Member of the Month: Dhruvin Patel

Member of the Month: Dhruvin Patel
Dhruvin patelOCUSHIELD LTD

Posted: Wed 31st Jan 2024

Congratulations to our Member of the Month for January, Dhruvin Patel, founder of the health tech brand, Ocushield.

Dhruvin always knew that if you wanted the "big, shiny things" in life, you had to go down the entrepreneurial route. As a qualified optometrist, this meant opening his own opticians (he had an offer to become a Specsavers franchisee) or starting a business from scratch.

Always the ideator, he went down the start-up route. What started with a dissertation, then a research project that won a university grant has led to Ocushield's offering today, winning over 152,342 customers so far.

Dhruvin has come a long way from his days of shipping products from his dorm room in 2015 to securing a deal with two Dragons in 2021.

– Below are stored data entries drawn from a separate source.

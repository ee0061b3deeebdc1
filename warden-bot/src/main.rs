mod events;

use std::env;

use poise::serenity_prelude as serenity;
use tracing::{debug, error, info, warn};
use tracing_subscriber::Layer;
use tracing_subscriber::filter::filter_fn;
use tracing_subscriber::layer::SubscriberExt;
use tracing_subscriber::util::SubscriberInitExt;

use rustls::crypto::ring::default_provider;

use warden_core::{Data, Error};
use warden_store::WarningStore;
use warden_utils::permissions::default_invite_permissions;

#[tokio::main]
async fn main() -> anyhow::Result<()> {
    let fmt_layer = tracing_subscriber::fmt::layer().with_filter(filter_fn(|metadata| {
        let target = metadata.target();

        let within_info_level = *metadata.level() <= tracing::Level::INFO;
        if !within_info_level {
            return false;
        }

        !(target.starts_with("serenity::gateway::bridge::shard_manager")
            || target.starts_with("serenity::gateway::bridge::shard_runner"))
    }));

    tracing_subscriber::registry().with(fmt_layer).init();

    default_provider()
        .install_default()
        .map_err(|_| anyhow::anyhow!("failed to install rustls ring provider"))?;

    // Load the .env file
    dotenvy::dotenv().ok();

    // The bot token is the only hard startup requirement.
    let token = env::var("DISCORD_TOKEN")?;
    let register_guild = register_guild_from_env();
    let invite_permissions = invite_permissions_from_env();

    // A duplicate command name aborts startup here.
    let commands = warden_commands::registry::command_set()?;

    let intents = serenity::GatewayIntents::GUILDS | serenity::GatewayIntents::GUILD_MEMBERS;

    let framework = poise::Framework::builder()
        .options(poise::FrameworkOptions {
            commands,
            event_handler: |ctx, event, framework, data| {
                Box::pin(events::handle_event(ctx, event, framework, data))
            },
            on_error: |error| Box::pin(on_error(error)),
            ..Default::default()
        })
        .setup(move |ctx, _ready, framework| {
            Box::pin(async move {
                info!("Warden has awoken!");

                let sync_result = match register_guild {
                    Some(guild_id) => {
                        poise::builtins::register_in_guild(
                            ctx,
                            &framework.options().commands,
                            guild_id,
                        )
                        .await
                    }
                    None => {
                        poise::builtins::register_globally(ctx, &framework.options().commands)
                            .await
                    }
                };

                // A failed sync leaves the previously published catalog in
                // place; the bot still runs.
                match sync_result {
                    Ok(()) => info!("Command catalog synced."),
                    Err(source) => error!(?source, "command catalog sync failed"),
                }

                Ok(Data {
                    warnings: WarningStore::new(),
                    invite_permissions,
                    connected: Default::default(),
                    rotator_started: Default::default(),
                })
            })
        })
        .build();

    info!("Warden is connecting...");

    let mut client = serenity::ClientBuilder::new(token, intents)
        .framework(framework)
        .await?;

    client.start().await?;
    Ok(())
}

/// Optional guild for scoped command registration (fast iteration during
/// development). Absent or invalid means global registration.
fn register_guild_from_env() -> Option<serenity::GuildId> {
    let raw = env::var("DISCORD_GUILD_ID").ok()?;
    match raw.trim().parse::<u64>() {
        Ok(id) if id != 0 => Some(serenity::GuildId::new(id)),
        _ => {
            warn!("DISCORD_GUILD_ID is not a valid guild ID; registering commands globally.");
            None
        }
    }
}

fn invite_permissions_from_env() -> serenity::Permissions {
    match env::var("INVITE_PERMISSIONS") {
        Ok(raw) => match raw.trim().parse::<u64>() {
            Ok(bits) => serenity::Permissions::from_bits_truncate(bits),
            Err(_) => {
                warn!("INVITE_PERMISSIONS is not a valid permission bit set; using the default.");
                default_invite_permissions()
            }
        },
        Err(_) => default_invite_permissions(),
    }
}

async fn on_error(error: poise::FrameworkError<'_, Data, Error>) {
    match error {
        poise::FrameworkError::Command { error, ctx, .. } => {
            error!(?error, "command error");

            let embed = serenity::CreateEmbed::new()
                .title("Command Error")
                .description(format!(
                    "Something went wrong while running this command: `{}`",
                    error
                ))
                .color(warden_utils::embed::DEFAULT_EMBED_COLOR);

            let _ = ctx
                .send(poise::CreateReply::default().ephemeral(true).embed(embed))
                .await;
        }
        poise::FrameworkError::ArgumentParse { ctx, input, .. } => {
            let usage = format!("Usage: `/{}`", ctx.command().qualified_name);
            let description = match input {
                Some(input) => format!("Invalid argument: `{}`\n{}", input, usage),
                None => format!("Missing required argument.\n{}", usage),
            };

            let _ = ctx
                .send(
                    poise::CreateReply::default()
                        .ephemeral(true)
                        .content(description),
                )
                .await;
        }
        poise::FrameworkError::UnknownCommand { .. } => {
            debug!("unknown command invocation");
        }
        other => {
            error!(?other, "framework error");
        }
    }
}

He tells us why it's important to go with your gut, even if it means walking away from a deal:

If you have a gut feeling that something's not quite right about an investor, nine times out of 10, just say no because it's better to have no money than to have the wrong investor.

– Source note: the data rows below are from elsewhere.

use poise::serenity_prelude as serenity;

use warden_core::Context;
use warden_utils::embed::DEFAULT_EMBED_COLOR;

#[derive(Clone, Debug)]
pub struct TargetProfile {
    pub display_name: String,
    pub avatar_url: Option<String>,
}

pub fn target_profile_from_user(user: &serenity::User) -> TargetProfile {
    TargetProfile {
        display_name: user
            .global_name
            .clone()
            .unwrap_or_else(|| user.name.clone()),
        avatar_url: Some(user.face()),
    }
}

pub fn moderation_action_embed(
    target_profile: &TargetProfile,
    target_user_id: serenity::UserId,
    moderator_id: serenity::UserId,
    action_past_tense: &str,
    reason: Option<&str>,
    duration: Option<&str>,
) -> serenity::CreateEmbed {
    let reason = reason
        .unwrap_or("No reason provided")
        .replace('@', "@\u{200B}");

    let mut lines = vec![
        format!("**Target :** <@{}>", target_user_id.get()),
        format!("**Moderator :** <@{}>", moderator_id.get()),
        format!("**Reason :** {}", reason),
    ];
    if let Some(duration) = duration {
        lines.push(format!("**Duration :** {}", duration));
    }

    let mut embed = serenity::CreateEmbed::new()
        .color(DEFAULT_EMBED_COLOR)
        .description(lines.join("\n"));

    if let Some(url) = target_profile.avatar_url.as_deref() {
        embed = embed.author(
            serenity::CreateEmbedAuthor::new(format!(
                "{} has been {}",
                target_profile.display_name, action_past_tense
            ))
            .icon_url(url),
        );
    } else {
        embed = embed.title(format!(
            "{} has been {}",
            target_profile.display_name, action_past_tense
        ));
    }

    embed
}

/// Best-effort DM to a warned user. Closed DMs and blocked bots are not
/// surfaced to the moderator and the warning stands either way.
pub async fn send_warning_dm(
    http: &serenity::Http,
    target_user: &serenity::User,
    guild_name: &str,
    reason: &str,
    warn_number: usize,
) {
    let Ok(dm_channel) = target_user.create_dm_channel(http).await else {
        return;
    };

    let embed = serenity::CreateEmbed::new()
        .color(DEFAULT_EMBED_COLOR)
        .title(format!("You received a warning in {}", guild_name))
        .description(format!(
            "**Reason :** {}\nThis is warning #{} on your record.",
            reason.replace('@', "@\u{200B}"),
            warn_number
        ));

    let _ = dm_channel
        .send_message(http, serenity::CreateMessage::new().embed(embed))
        .await;
}

/// Resolve a guild's display name, falling back to the raw ID.
pub async fn guild_display_name(http: &serenity::Http, guild_id: serenity::GuildId) -> String {
    match guild_id.to_partial_guild(http).await {
        Ok(guild) => guild.name,
        Err(_) => format!("Server {}", guild_id.get()),
    }
}

/// Send an ephemeral plain-text reply regardless of the command's declared
/// visibility. Used for validation and permission errors on public commands.
pub async fn reply_private(
    ctx: Context<'_>,
    content: impl Into<String>,
) -> Result<(), serenity::Error> {
    ctx.send(
        poise::CreateReply::default()
            .ephemeral(true)
            .content(content),
    )
    .await?;

    Ok(())
}

pub fn guild_only_message() -> &'static str {
    "This command only works in servers."
}

pub fn permission_denied_message() -> &'static str {
    "You are not permitted to use this command."
}

pub fn self_action_message(action: &str) -> String {
    format!("You can't {} yourself.", action)
}

pub fn hierarchy_message(action: &str) -> String {
    format!("You can't {} a member with an equal or higher role.", action)
}

pub fn bot_missing_permission_message(action: &str) -> String {
    format!("I don't have permission to {} that user.", action)
}

pub fn action_failed_message(action: &str, source: &serenity::Error) -> String {
    format!(
        "Something went wrong while trying to {}: `{}`",
        action, source
    )
}

pub fn is_missing_permissions_error(source: &serenity::Error) -> bool {
    matches!(
        source,
        serenity::Error::Http(serenity::HttpError::UnsuccessfulRequest(response))
            if response.status_code.as_u16() == 403 || response.error.code == 50013
    )
}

I know people who have had to scrap their whole business because they had the wrong investors or they don't enjoy it anymore. Sometimes you can get excited by the check that's going to come, but truthfully, you need to think and sleep on it.

Did you always want to start a business?

My parents are very working class and immigrated to the UK from India. I have an older brother, who was the first to get into higher education. We saw our parents work hard and would take the occasional holiday.

For my brother and I, the penny dropped when we realised that just working hard isn't the way to live your best life and we wanted to give back to our parents. It seemed that the people who had the big, shiny things always had their own thing going on. This instilled in us this notion that having some form of our own business would support those needs and help give back to our family.

This influenced what I studied at university. I studied optometry, which is the practice of looking after eye health and the apparatuses used like glasses. I also enjoyed helping people and biology.

I did some work experience at Specsavers, shadowing an optometrist and we had a candid conversation about the job. I asked:

  • Do you enjoy your job?

  • Do you make enough money?

  • Are there opportunities to weed business into it?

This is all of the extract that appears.